I have read hundreds of treadmill descriptions. I have yet to see one that says “this machine will make your downstairs neighbor text you at 6:30 AM.” Instead you get “whisper quiet” and “ultra-smooth” — none of which carry a measurement. The decibel scale is logarithmic. A jump from 50 dB to 60 dB is not a 20% increase; it is roughly a tenfold increase in sound intensity. A reading of 50.8 dB (the NordicTrack Commercial 1750 at a walking pace) is in the range of a quiet refrigerator. A reading of 70 dB (the Sole F63 while running) is closer to a vacuum cleaner — noticeable through a standard apartment wall.

The threshold I use for apartment safety is 50–60 dB. Below 55 dB, a neighbor a few feet away might hear something if they are listening for it, but it rarely crosses into complaint territory. Above 65 dB, the risk increases sharply. At 70 dB you are in normal office noise — constant, audible, irritating over time. Most buyer guides do not mention this. They compare horsepower, belt size, and incline range, then call a treadmill "quiet" if the motor is not obviously loud. They never put a meter on it.

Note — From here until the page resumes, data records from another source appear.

//! Client configuration: provider endpoint, storage location and routes.
//! The API key is public project configuration but is still kept out of logs.

use crate::provider::memory::DEFAULT_STORAGE_KEY;
use secrecy::SecretString;
use std::{env, path::PathBuf};
use url::Url;

const DEFAULT_SITE_URL: &str = "http://localhost:4200";
const RESET_PASSWORD_PATH: &str = "/auth/reset-password";
const DEFAULT_LOGIN_ROUTE: &str = "/auth/login";
const DEFAULT_HOME_ROUTE: &str = "/";

#[derive(Clone, Debug)]
pub struct AuthConfig {
    site_url: String,
    provider_url: Option<Url>,
    api_key: SecretString,
    storage_key: String,
    data_dir: PathBuf,
    reset_redirect_url: Option<String>,
    login_route: String,
    home_route: String,
}

impl AuthConfig {
    #[must_use]
    pub fn new(site_url: String) -> Self {
        // Ensure the origin does not have a trailing slash
        let site_url = site_url.trim_end_matches('/').to_string();

        Self {
            site_url,
            provider_url: None,
            api_key: SecretString::default(),
            storage_key: DEFAULT_STORAGE_KEY.to_string(),
            data_dir: default_data_dir(),
            reset_redirect_url: None,
            login_route: DEFAULT_LOGIN_ROUTE.to_string(),
            home_route: DEFAULT_HOME_ROUTE.to_string(),
        }
    }

    #[must_use]
    pub fn with_provider_url(mut self, url: Url) -> Self {
        self.provider_url = Some(url);
        self
    }

    #[must_use]
    pub fn with_api_key(mut self, api_key: SecretString) -> Self {
        self.api_key = api_key;
        self
    }

    #[must_use]
    pub fn with_storage_key(mut self, key: String) -> Self {
        self.storage_key = key;
        self
    }

    #[must_use]
    pub fn with_data_dir(mut self, dir: PathBuf) -> Self {
        self.data_dir = dir;
        self
    }

    #[must_use]
    pub fn with_reset_redirect_url(mut self, url: String) -> Self {
        self.reset_redirect_url = Some(url);
        self
    }

    #[must_use]
    pub fn with_login_route(mut self, route: String) -> Self {
        self.login_route = route;
        self
    }

    #[must_use]
    pub fn site_url(&self) -> &str {
        &self.site_url
    }

    #[must_use]
    pub fn provider_url(&self) -> Option<&Url> {
        self.provider_url.as_ref()
    }

    #[must_use]
    pub fn api_key(&self) -> &SecretString {
        &self.api_key
    }

    #[must_use]
    pub fn storage_key(&self) -> &str {
        &self.storage_key
    }

    #[must_use]
    pub fn data_dir(&self) -> &PathBuf {
        &self.data_dir
    }

    /// Where password-reset mails send the user back to.
    #[must_use]
    pub fn reset_redirect_url(&self) -> String {
        self.reset_redirect_url
            .clone()
            .unwrap_or_else(|| format!("{}{RESET_PASSWORD_PATH}", self.site_url))
    }

    #[must_use]
    pub fn login_route(&self) -> &str {
        &self.login_route
    }

    #[must_use]
    pub fn home_route(&self) -> &str {
        &self.home_route
    }
}

impl Default for AuthConfig {
    fn default() -> Self {
        Self::new(DEFAULT_SITE_URL.to_string())
    }
}

/// `$XDG_DATA_HOME/compendium`, then `$HOME/.local/share/compendium`, then
/// `./.compendium`.
fn default_data_dir() -> PathBuf {
    data_dir_from(
        env::var_os("XDG_DATA_HOME").map(PathBuf::from),
        env::var_os("HOME").map(PathBuf::from),
    )
}

fn data_dir_from(xdg_data_home: Option<PathBuf>, home: Option<PathBuf>) -> PathBuf {
    let name = env!("CARGO_PKG_NAME");
    if let Some(dir) = xdg_data_home.filter(|dir| dir.is_absolute()) {
        return dir.join(name);
    }
    if let Some(home) = home.filter(|home| !home.as_os_str().is_empty()) {
        return home.join(".local").join("share").join(name);
    }
    PathBuf::from(format!(".{name}"))
}

#[cfg(test)]
mod tests {
    use super::*;
    use secrecy::ExposeSecret;

    #[test]
    fn auth_config_defaults_and_overrides() {
        let config = AuthConfig::new("https://catalog.example.dev/".to_string());

        assert_eq!(config.site_url(), "https://catalog.example.dev");
        assert_eq!(
            config.reset_redirect_url(),
            "https://catalog.example.dev/auth/reset-password"
        );
        assert_eq!(config.storage_key(), DEFAULT_STORAGE_KEY);
        assert_eq!(config.login_route(), "/auth/login");
        assert_eq!(config.home_route(), "/");
        assert_eq!(config.provider_url(), None);
        assert_eq!(config.api_key().expose_secret(), "");

        let provider_url = Url::parse("https://project.example.co").ok();
        let mut config = config
            .with_storage_key("sb-project-auth-token".to_string())
            .with_reset_redirect_url("https://elsewhere.dev/reset".to_string())
            .with_login_route("/login".to_string())
            .with_api_key(SecretString::from("anon-key".to_string()))
            .with_data_dir(PathBuf::from("/tmp/compendium-test"));
        if let Some(url) = provider_url.clone() {
            config = config.with_provider_url(url);
        }

        assert_eq!(config.storage_key(), "sb-project-auth-token");
        assert_eq!(config.reset_redirect_url(), "https://elsewhere.dev/reset");
        assert_eq!(config.login_route(), "/login");
        assert_eq!(config.api_key().expose_secret(), "anon-key");
        assert_eq!(config.data_dir(), &PathBuf::from("/tmp/compendium-test"));
        assert_eq!(config.provider_url(), provider_url.as_ref());
    }

    #[test]
    fn api_key_is_not_printed() {
        let config =
            AuthConfig::default().with_api_key(SecretString::from("anon-key".to_string()));
        assert!(!format!("{config:?}").contains("anon-key"));
    }

    #[test]
    fn data_dir_resolution_order() {
        assert_eq!(
            data_dir_from(Some(PathBuf::from("/xdg")), Some(PathBuf::from("/home/u"))),
            PathBuf::from("/xdg/compendium")
        );
        assert_eq!(
            data_dir_from(Some(PathBuf::from("relative")), Some(PathBuf::from("/home/u"))),
            PathBuf::from("/home/u/.local/share/compendium")
        );
        assert_eq!(data_dir_from(None, None), PathBuf::from(".compendium"));
    }
}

How the Numbers Were Measured

I trust a decibel reading more than a marketing claim, but I also want to know how the number was produced. The data in this article comes from two independent testing sources — TreadmillReviews.com and TreadmillReviews.net. Both use a digital sound meter in controlled settings. That is a good baseline. But the conditions matter.

The Horizon 7.8 AT is described as "the quietest motorized treadmill tested by TreadmillReviews.com." But no precise decibel figure is published alongside that claim. I have no reason to doubt the ranking — the site has tested many machines — but I cannot tell you whether it measures 52 dB or 55 dB. That gap in the data matters, and I want to be honest about it before we move to the table.

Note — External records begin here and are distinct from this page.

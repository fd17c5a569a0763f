//! Maps validated CLI matches to the action the binary runs.

use crate::cli::actions::{session::Args, Action};
use crate::cli::commands::{backend, session};
use anyhow::Result;

/// Map validated CLI matches to a session action.
///
/// # Errors
/// Returns an error if required arguments are missing or inconsistent.
pub fn handler(matches: &clap::ArgMatches) -> Result<Action> {
    let backend = backend::Options::parse(matches)?;
    let task = session::parse(matches)?;

    Ok(Action::Session(Args {
        config: backend.config,
        offline: backend.offline,
        task,
    }))
}

#[cfg(test)]
mod tests {
    use super::*;
    use crate::cli::actions::session::Task;

    #[test]
    fn offline_status_dispatches() {
        temp_env::with_vars([("COMPENDIUM_PROVIDER_URL", None::<&str>)], || {
            let matches = crate::cli::commands::new()
                .try_get_matches_from(vec!["compendium", "--offline", "status"])
                .ok();
            let action = matches.as_ref().map(handler);
            match action {
                Some(Ok(Action::Session(args))) => {
                    assert!(args.offline);
                    assert!(matches!(args.task, Task::Status));
                }
                other => panic!("unexpected dispatch result: {other:?}"),
            }
        });
    }

    #[test]
    fn provider_url_required() {
        temp_env::with_vars(
            [
                ("COMPENDIUM_PROVIDER_URL", None::<&str>),
                ("COMPENDIUM_OFFLINE", None::<&str>),
            ],
            || {
                let matches = crate::cli::commands::new()
                    .try_get_matches_from(vec!["compendium", "logout"])
                    .ok();
                let result = matches.as_ref().map(handler);
                assert!(matches!(result, Some(Err(_))));
            },
        );
    }
}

The Decibel Readings That Matter

Here is the comparison that matters. These are actual readings from the two independent test sites, plus one additional source (Garage Gym Reviews) for the Horizon 7.0 AT. I have included the test conditions where available, because context changes how you interpret the number.

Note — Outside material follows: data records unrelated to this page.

//! Session state record.

use crate::{
    profile::Profile,
    provider::{Identity, Session},
};
use uuid::Uuid;

/// Coarse phase derived from the state fields.
#[derive(Clone, Copy, Debug, Eq, PartialEq)]
pub enum AuthPhase {
    Uninitialized,
    Unauthenticated,
    Authenticated,
    RecoveryPending,
}

/// The single authoritative session record.
///
/// `identity` is present iff `session` is, and `profile` is absent whenever
/// `identity` is. `is_initialized` only ever goes from false to true.
#[derive(Clone, Debug, Default, Eq, PartialEq)]
pub struct SessionState {
    pub session: Option<Session>,
    pub identity: Option<Identity>,
    pub profile: Option<Profile>,
    pub is_initialized: bool,
    pub in_recovery_flow: bool,
    pub is_loading: bool,
    /// User actions currently in flight; `is_loading` mirrors `> 0`.
    pub(crate) pending_actions: usize,
}

impl SessionState {
    #[must_use]
    pub fn is_authenticated(&self) -> bool {
        self.session.is_some()
    }

    #[must_use]
    pub fn identity_id(&self) -> Option<Uuid> {
        self.identity.as_ref().map(|identity| identity.id)
    }

    #[must_use]
    pub fn is_admin(&self) -> bool {
        self.profile.as_ref().is_some_and(Profile::is_admin)
    }

    #[must_use]
    pub fn phase(&self) -> AuthPhase {
        if !self.is_initialized {
            AuthPhase::Uninitialized
        } else if self.in_recovery_flow {
            AuthPhase::RecoveryPending
        } else if self.is_authenticated() {
            AuthPhase::Authenticated
        } else {
            AuthPhase::Unauthenticated
        }
    }

    /// Takes session and identity from a provider payload. The profile is
    /// dropped whenever the identity it belongs to goes away or changes.
    pub(crate) fn adopt(&mut self, session: Option<Session>) {
        let identity = session.as_ref().map(|session| session.user.clone());
        if identity.as_ref().map(|identity| identity.id) != self.identity_id() {
            self.profile = None;
        }
        self.identity = identity;
        self.session = session;
    }

    /// Back to the initial state, except that initialization stays done and
    /// in-flight actions keep their loading flag.
    pub(crate) fn reset_signed_out(&mut self) {
        let pending_actions = self.pending_actions;
        *self = Self {
            is_initialized: true,
            is_loading: pending_actions > 0,
            pending_actions,
            ..Self::default()
        };
    }

    pub(crate) fn begin_action(&mut self) {
        self.pending_actions += 1;
        self.is_loading = true;
    }

    pub(crate) fn end_action(&mut self) {
        self.pending_actions = self.pending_actions.saturating_sub(1);
        self.is_loading = self.pending_actions > 0;
    }
}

Measured decibel readings for popular treadmills, organized from quietest to loudest. The wide gap between 50.8 dB and 70+ dB is the core finding.
ModeldB ReadingTest ConditionsSource
NordicTrack Commercial 175050.8 dB3.0 mph, no walker, lab settingTreadmillReviews.com
Sole F8053.8 dBWalking speed, with walker, home-like settingTreadmillReviews.net
Horizon 7.8 ATNot specifiedClaimed quietest motorized, no dB publishedTreadmillReviews.com
Horizon 7.0 ATOver 70 dBMeasured from 4 ft awayGarage Gym Reviews
Sole F63~70 dBRunning, with walkerTreadmillReviews.net
WalkingPad X21Up to 75 dB peakPeak speed, double-fold designTreadmillReviews.com

But a single dB number doesn't tell you the full story. A quiet motor with a hard foot-strike can still thud through the floor. The Sole F80’s Cushion Flex deck is claimed to reduce impact by 40% – but that’s a marketing spec, not an independent measurement. When you test a treadmill, the foot-strike noise from the belt and deck matters just as much as the motor hum. A cushioned deck can help, but it’s not a substitute for a low overall dB reading under load. And don’t assume walking pads are quiet: the WalkingPad X21 peaks at 75 dB, louder than some full-sized motorized treadmills. A mat can reduce vibration transmitted to the floor, but it won’t make a 70 dB motor quiet.

If you live above anyone, do not buy a treadmill without seeing a decibel reading measured at running pace. And do not trust a brand that does not give you one.